- **WORK INSTRUCTIONS**
For each line below that holds "haystack", return the line as it stands.

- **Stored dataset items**
***
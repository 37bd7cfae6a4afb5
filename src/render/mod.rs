//! Output serializers.
//!
//! Two independent renderers over the same element list:
//!   - svg.rs   — SVG markup for the clipboard
//!   - figma.rs — Figma node document for the REST API
//!
//! Both are deterministic: identical input gives byte-identical output.

pub mod figma;
pub mod svg;

/// Escape XML special characters for text content and attribute values.
pub fn escape_xml(raw: &str) -> String {
    let mut out = String::with_capacity(raw.len());
    for ch in raw.chars() {
        match ch {
            '&' => out.push_str("&amp;"),
            '<' => out.push_str("&lt;"),
            '>' => out.push_str("&gt;"),
            '"' => out.push_str("&quot;"),
            '\'' => out.push_str("&apos;"),
            _ => out.push(ch),
        }
    }
    out
}

/// Format a pixel value rounded to two decimals, trailing zeros trimmed.
pub(crate) fn format_number(value: f64) -> String {
    // `+ 0.0` turns -0.0 into 0.0
    let rounded = (value * 100.0).round() / 100.0 + 0.0;
    let text = format!("{:.2}", rounded);
    let text = text.trim_end_matches('0').trim_end_matches('.');
    if text == "-0" {
        "0".to_string()
    } else {
        text.to_string()
    }
}
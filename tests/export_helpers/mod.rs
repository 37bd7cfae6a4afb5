//! Shared test helpers: a spy delivery sink and a stub HTTP server.

#![allow(dead_code)]

use figsnap_lib::config::FigmaConfig;
use figsnap_lib::delivery::{DeliveryReceipt, DeliverySink, PayloadFormat};
use figsnap_lib::{DeliveryError, ExportError, ExportStatus};
use std::collections::{HashMap, VecDeque};
use std::sync::atomic::{AtomicUsize, Ordering};
use std::sync::{Arc, Mutex};
use std::time::Duration;
use tokio::io::{AsyncReadExt, AsyncWriteExt};
use tokio::net::TcpListener;

// ── Spy sink ─────────────────────────────────────────────────────────

/// Records every delivery and answers from a scripted queue.
pub struct SpySink {
    format: PayloadFormat,
    config: Option<FigmaConfig>,
    delay: Option<Duration>,
    cancellable: bool,
    responses: Mutex<VecDeque<Result<DeliveryReceipt, DeliveryError>>>,
    calls: AtomicUsize,
    payloads: Mutex<Vec<String>>,
}

impl SpySink {
    pub fn svg() -> Self {
        Self {
            format: PayloadFormat::Svg,
            config: None,
            delay: None,
            cancellable: true,
            responses: Mutex::new(VecDeque::new()),
            calls: AtomicUsize::new(0),
            payloads: Mutex::new(Vec::new()),
        }
    }

    pub fn figma(config: FigmaConfig) -> Self {
        Self {
            format: PayloadFormat::FigmaNodes,
            config: Some(config),
            ..Self::svg()
        }
    }

    pub fn with_delay(mut self, delay: Duration) -> Self {
        self.delay = Some(delay);
        self
    }

    /// Behave like a sink whose delivery cannot be interrupted.
    pub fn uncancellable(mut self) -> Self {
        self.cancellable = false;
        self
    }

    pub fn respond_with(self, response: Result<DeliveryReceipt, DeliveryError>) -> Self {
        self.responses.lock().unwrap().push_back(response);
        self
    }

    pub fn calls(&self) -> usize {
        self.calls.load(Ordering::SeqCst)
    }

    pub fn payloads(&self) -> Vec<String> {
        self.payloads.lock().unwrap().clone()
    }
}

impl DeliverySink for SpySink {
    fn format(&self) -> PayloadFormat {
        self.format
    }

    fn check_config(&self) -> Result<(), ExportError> {
        match &self.config {
            Some(config) => config.validate(),
            None => Ok(()),
        }
    }

    fn cancellable(&self) -> bool {
        self.cancellable
    }

    async fn deliver(&self, payload: String) -> Result<DeliveryReceipt, DeliveryError> {
        self.calls.fetch_add(1, Ordering::SeqCst);
        let chars = payload.chars().count();
        self.payloads.lock().unwrap().push(payload);
        if let Some(delay) = self.delay {
            tokio::time::sleep(delay).await;
        }
        let scripted = self.responses.lock().unwrap().pop_front();
        scripted.unwrap_or(Ok(DeliveryReceipt::Clipboard { chars }))
    }
}

/// Observer that appends every transition to a shared list.
pub fn recorder() -> (
    Arc<Mutex<Vec<ExportStatus>>>,
    impl Fn(&ExportStatus) + Send + Sync + 'static,
) {
    let seen = Arc::new(Mutex::new(Vec::new()));
    let sink = seen.clone();
    (seen, move |status: &ExportStatus| {
        sink.lock().unwrap().push(status.clone())
    })
}

// ── Stub HTTP server ─────────────────────────────────────────────────

#[derive(Debug, Clone)]
pub struct RecordedRequest {
    pub method: String,
    pub path: String,
    pub headers: HashMap<String, String>,
    pub body: String,
}

pub struct StubServer {
    pub base_url: String,
    pub requests: Arc<Mutex<Vec<RecordedRequest>>>,
}

impl StubServer {
    pub fn request_count(&self) -> usize {
        self.requests.lock().unwrap().len()
    }
}

/// Serve `status` + `body` to every request on a random local port.
pub async fn spawn_stub(status: u16, body: &'static str) -> StubServer {
    let listener = TcpListener::bind("127.0.0.1:0").await.unwrap();
    let addr = listener.local_addr().unwrap();
    let requests = Arc::new(Mutex::new(Vec::new()));
    let recorded = requests.clone();

    tokio::spawn(async move {
        loop {
            let Ok((mut socket, _)) = listener.accept().await else {
                return;
            };
            let recorded = recorded.clone();
            tokio::spawn(async move {
                if let Some(request) = read_request(&mut socket).await {
                    recorded.lock().unwrap().push(request);
                }
                let response = format!(
                    "HTTP/1.1 {} {}\r\nContent-Type: application/json\r\nContent-Length: {}\r\nConnection: close\r\n\r\n{}",
                    status,
                    if status == 200 { "OK" } else { "Error" },
                    body.len(),
                    body
                );
                let _ = socket.write_all(response.as_bytes()).await;
                let _ = socket.shutdown().await;
            });
        }
    });

    StubServer {
        base_url: format!("http://{}/v1", addr),
        requests,
    }
}

async fn read_request(socket: &mut tokio::net::TcpStream) -> Option<RecordedRequest> {
    let mut buf = Vec::new();
    let mut chunk = [0u8; 4096];

    let header_end = loop {
        let n = socket.read(&mut chunk).await.ok()?;
        if n == 0 {
            return None;
        }
        buf.extend_from_slice(&chunk[..n]);
        if let Some(pos) = find_subslice(&buf, b"\r\n\r\n") {
            break pos + 4;
        }
    };

    let head = String::from_utf8_lossy(&buf[..header_end]).to_string();
    let mut lines = head.split("\r\n");
    let mut request_line = lines.next()?.split_whitespace();
    let method = request_line.next()?.to_string();
    let path = request_line.next()?.to_string();

    let headers: HashMap<String, String> = lines
        .filter_map(|line| line.split_once(':'))
        .map(|(k, v)| (k.trim().to_ascii_lowercase(), v.trim().to_string()))
        .collect();

    let content_length: usize = headers
        .get("content-length")
        .and_then(|v| v.parse().ok())
        .unwrap_or(0);
    while buf.len() < header_end + content_length {
        let n = socket.read(&mut chunk).await.ok()?;
        if n == 0 {
            break;
        }
        buf.extend_from_slice(&chunk[..n]);
    }
    let body_end = buf.len().min(header_end + content_length);
    let body = String::from_utf8_lossy(&buf[header_end..body_end]).to_string();

    Some(RecordedRequest {
        method,
        path,
        headers,
        body,
    })
}

fn find_subslice(haystack: &[u8], needle: &[u8]) -> Option<usize> {
    haystack.windows(needle.len()).position(|w| w == needle)
}
//! Clipboard sink.
//!
//! Uses arboard for native clipboard access. The write runs on a blocking
//! thread that cannot be interrupted, so this sink opts out of cancellation.

use super::{DeliveryReceipt, DeliverySink, PayloadFormat};
use crate::error::DeliveryError;

/// Puts the SVG markup on the system clipboard as plain text.
#[derive(Debug, Clone, Copy, Default)]
pub struct ClipboardSink;

impl ClipboardSink {
    pub fn new() -> Self {
        Self
    }
}

impl DeliverySink for ClipboardSink {
    fn format(&self) -> PayloadFormat {
        PayloadFormat::Svg
    }

    fn cancellable(&self) -> bool {
        false
    }

    async fn deliver(&self, payload: String) -> Result<DeliveryReceipt, DeliveryError> {
        let chars = payload.chars().count();
        // arboard blocks on some platforms while it negotiates clipboard ownership
        tokio::task::spawn_blocking(move || -> Result<(), DeliveryError> {
            let mut clipboard =
                arboard::Clipboard::new().map_err(|e| DeliveryError::Clipboard(e.to_string()))?;
            clipboard
                .set_text(payload)
                .map_err(|e| DeliveryError::Clipboard(e.to_string()))
        })
        .await
        .map_err(|e| DeliveryError::Clipboard(e.to_string()))??;

        log::info!("[DELIVERY] Copied {} chars of SVG to clipboard", chars);
        Ok(DeliveryReceipt::Clipboard { chars })
    }
}
pub mod loss_rate;
pub mod temporal;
***
- **RESPONSE TO THIS EXERCISE**
fn find_subslice(haystack: &[u8], needle: &[u8]) -> Option<usize> {
    haystack.windows(needle.len()).position(|w| w == needle)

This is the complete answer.